# What is expected:
Show every line below where "ordered" appears.

(Data extracted from a collection)
- - -
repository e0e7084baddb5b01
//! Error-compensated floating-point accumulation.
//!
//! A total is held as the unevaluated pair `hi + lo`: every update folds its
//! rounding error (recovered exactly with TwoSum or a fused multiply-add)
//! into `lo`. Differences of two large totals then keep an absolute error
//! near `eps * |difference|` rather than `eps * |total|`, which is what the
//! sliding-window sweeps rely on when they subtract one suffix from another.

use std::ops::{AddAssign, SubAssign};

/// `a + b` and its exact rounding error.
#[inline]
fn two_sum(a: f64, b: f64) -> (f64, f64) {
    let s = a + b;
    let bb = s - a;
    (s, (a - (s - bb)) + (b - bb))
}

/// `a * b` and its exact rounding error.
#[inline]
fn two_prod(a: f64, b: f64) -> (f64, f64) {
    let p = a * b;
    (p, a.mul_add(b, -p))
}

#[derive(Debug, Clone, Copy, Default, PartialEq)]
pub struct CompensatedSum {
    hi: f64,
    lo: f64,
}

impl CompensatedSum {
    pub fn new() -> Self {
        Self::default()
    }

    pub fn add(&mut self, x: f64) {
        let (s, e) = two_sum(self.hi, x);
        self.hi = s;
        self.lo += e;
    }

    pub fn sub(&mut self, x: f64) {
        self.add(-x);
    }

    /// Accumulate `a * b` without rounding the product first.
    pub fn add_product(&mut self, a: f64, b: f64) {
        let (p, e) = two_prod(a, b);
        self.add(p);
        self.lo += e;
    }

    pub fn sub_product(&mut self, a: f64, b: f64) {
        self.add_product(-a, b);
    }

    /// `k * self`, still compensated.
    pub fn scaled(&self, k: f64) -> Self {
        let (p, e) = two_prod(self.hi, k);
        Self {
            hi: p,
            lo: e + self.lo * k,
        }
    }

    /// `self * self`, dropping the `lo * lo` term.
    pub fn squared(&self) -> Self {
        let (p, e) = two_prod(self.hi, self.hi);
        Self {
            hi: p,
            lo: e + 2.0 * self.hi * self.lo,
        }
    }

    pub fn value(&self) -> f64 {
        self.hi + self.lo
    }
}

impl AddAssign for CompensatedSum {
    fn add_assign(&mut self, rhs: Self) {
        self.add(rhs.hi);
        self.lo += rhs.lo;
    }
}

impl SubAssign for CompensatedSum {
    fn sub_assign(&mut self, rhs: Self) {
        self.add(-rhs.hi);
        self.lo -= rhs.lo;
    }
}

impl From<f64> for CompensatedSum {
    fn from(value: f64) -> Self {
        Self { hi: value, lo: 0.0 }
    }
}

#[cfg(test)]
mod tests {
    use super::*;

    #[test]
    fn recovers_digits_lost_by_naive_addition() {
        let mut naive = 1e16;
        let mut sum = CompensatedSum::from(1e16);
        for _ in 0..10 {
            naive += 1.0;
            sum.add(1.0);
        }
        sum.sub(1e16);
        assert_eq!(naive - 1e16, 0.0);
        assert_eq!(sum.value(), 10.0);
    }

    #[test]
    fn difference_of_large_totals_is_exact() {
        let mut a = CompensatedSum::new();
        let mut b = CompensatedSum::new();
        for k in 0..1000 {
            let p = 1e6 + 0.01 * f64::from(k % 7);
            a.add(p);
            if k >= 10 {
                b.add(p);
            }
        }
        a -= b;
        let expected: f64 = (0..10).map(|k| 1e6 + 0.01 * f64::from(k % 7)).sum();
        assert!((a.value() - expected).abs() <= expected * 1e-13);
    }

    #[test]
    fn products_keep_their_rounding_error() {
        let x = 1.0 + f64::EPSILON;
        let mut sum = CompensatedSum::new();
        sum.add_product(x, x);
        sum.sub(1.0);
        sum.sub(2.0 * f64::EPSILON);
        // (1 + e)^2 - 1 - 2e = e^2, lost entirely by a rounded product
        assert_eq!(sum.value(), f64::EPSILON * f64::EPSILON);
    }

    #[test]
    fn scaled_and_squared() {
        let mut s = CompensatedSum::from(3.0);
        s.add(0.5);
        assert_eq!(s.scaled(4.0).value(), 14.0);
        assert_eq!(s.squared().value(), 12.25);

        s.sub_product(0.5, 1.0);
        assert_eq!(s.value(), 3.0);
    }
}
- - -
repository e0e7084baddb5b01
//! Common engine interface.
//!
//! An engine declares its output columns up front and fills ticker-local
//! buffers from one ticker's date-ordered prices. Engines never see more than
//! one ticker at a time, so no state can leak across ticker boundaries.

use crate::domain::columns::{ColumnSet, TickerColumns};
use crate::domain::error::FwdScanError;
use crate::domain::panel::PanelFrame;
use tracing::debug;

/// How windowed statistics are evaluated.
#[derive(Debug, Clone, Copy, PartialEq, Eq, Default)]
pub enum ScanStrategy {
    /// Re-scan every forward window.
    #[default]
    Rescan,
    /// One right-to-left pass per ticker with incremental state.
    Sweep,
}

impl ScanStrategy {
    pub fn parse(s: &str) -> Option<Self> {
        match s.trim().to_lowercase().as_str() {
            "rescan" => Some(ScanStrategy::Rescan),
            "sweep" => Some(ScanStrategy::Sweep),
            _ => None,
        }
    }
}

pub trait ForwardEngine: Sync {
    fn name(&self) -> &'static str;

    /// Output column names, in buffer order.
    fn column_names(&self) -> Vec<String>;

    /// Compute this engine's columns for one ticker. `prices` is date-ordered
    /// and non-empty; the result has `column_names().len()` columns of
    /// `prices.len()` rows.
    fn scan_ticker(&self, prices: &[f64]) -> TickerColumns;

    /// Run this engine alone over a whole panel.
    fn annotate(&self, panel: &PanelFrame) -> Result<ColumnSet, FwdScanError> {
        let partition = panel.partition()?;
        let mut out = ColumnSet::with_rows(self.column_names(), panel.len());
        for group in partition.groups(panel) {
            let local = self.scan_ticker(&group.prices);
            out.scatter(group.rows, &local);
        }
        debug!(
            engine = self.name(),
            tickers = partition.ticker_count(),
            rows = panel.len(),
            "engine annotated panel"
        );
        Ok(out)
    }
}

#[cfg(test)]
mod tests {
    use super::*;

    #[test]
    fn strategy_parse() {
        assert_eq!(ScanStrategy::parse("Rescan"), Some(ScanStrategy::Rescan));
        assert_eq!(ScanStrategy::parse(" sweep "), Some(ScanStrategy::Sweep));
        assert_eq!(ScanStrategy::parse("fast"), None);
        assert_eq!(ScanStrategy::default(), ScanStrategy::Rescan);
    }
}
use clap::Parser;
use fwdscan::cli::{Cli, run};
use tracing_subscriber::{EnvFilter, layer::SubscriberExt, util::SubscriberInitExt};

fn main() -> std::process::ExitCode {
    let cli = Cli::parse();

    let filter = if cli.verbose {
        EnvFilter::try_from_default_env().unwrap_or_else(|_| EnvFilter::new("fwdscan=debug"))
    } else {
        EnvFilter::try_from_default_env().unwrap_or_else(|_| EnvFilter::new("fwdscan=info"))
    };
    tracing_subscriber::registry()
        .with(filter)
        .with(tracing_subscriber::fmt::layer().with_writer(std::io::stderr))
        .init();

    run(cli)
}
- - -
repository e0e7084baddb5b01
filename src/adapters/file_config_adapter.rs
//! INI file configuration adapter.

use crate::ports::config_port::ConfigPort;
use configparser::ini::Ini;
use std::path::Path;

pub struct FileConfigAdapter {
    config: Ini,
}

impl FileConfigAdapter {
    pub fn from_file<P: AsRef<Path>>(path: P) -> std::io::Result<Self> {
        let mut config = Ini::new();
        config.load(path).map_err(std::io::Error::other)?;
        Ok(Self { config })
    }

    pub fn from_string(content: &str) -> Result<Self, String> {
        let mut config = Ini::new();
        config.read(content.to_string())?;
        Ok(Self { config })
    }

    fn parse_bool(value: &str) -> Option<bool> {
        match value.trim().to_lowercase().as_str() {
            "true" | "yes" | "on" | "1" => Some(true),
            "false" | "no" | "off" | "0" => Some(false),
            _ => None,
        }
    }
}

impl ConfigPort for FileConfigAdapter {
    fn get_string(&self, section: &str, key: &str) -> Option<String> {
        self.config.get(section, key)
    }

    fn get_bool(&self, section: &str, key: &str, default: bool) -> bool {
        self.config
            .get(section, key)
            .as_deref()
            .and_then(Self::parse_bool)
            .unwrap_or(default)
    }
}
- - -
# Solution:
//! buffers from one ticker's date-ordered prices. Engines never see more than
    /// Compute this engine's columns for one ticker. `prices` is date-ordered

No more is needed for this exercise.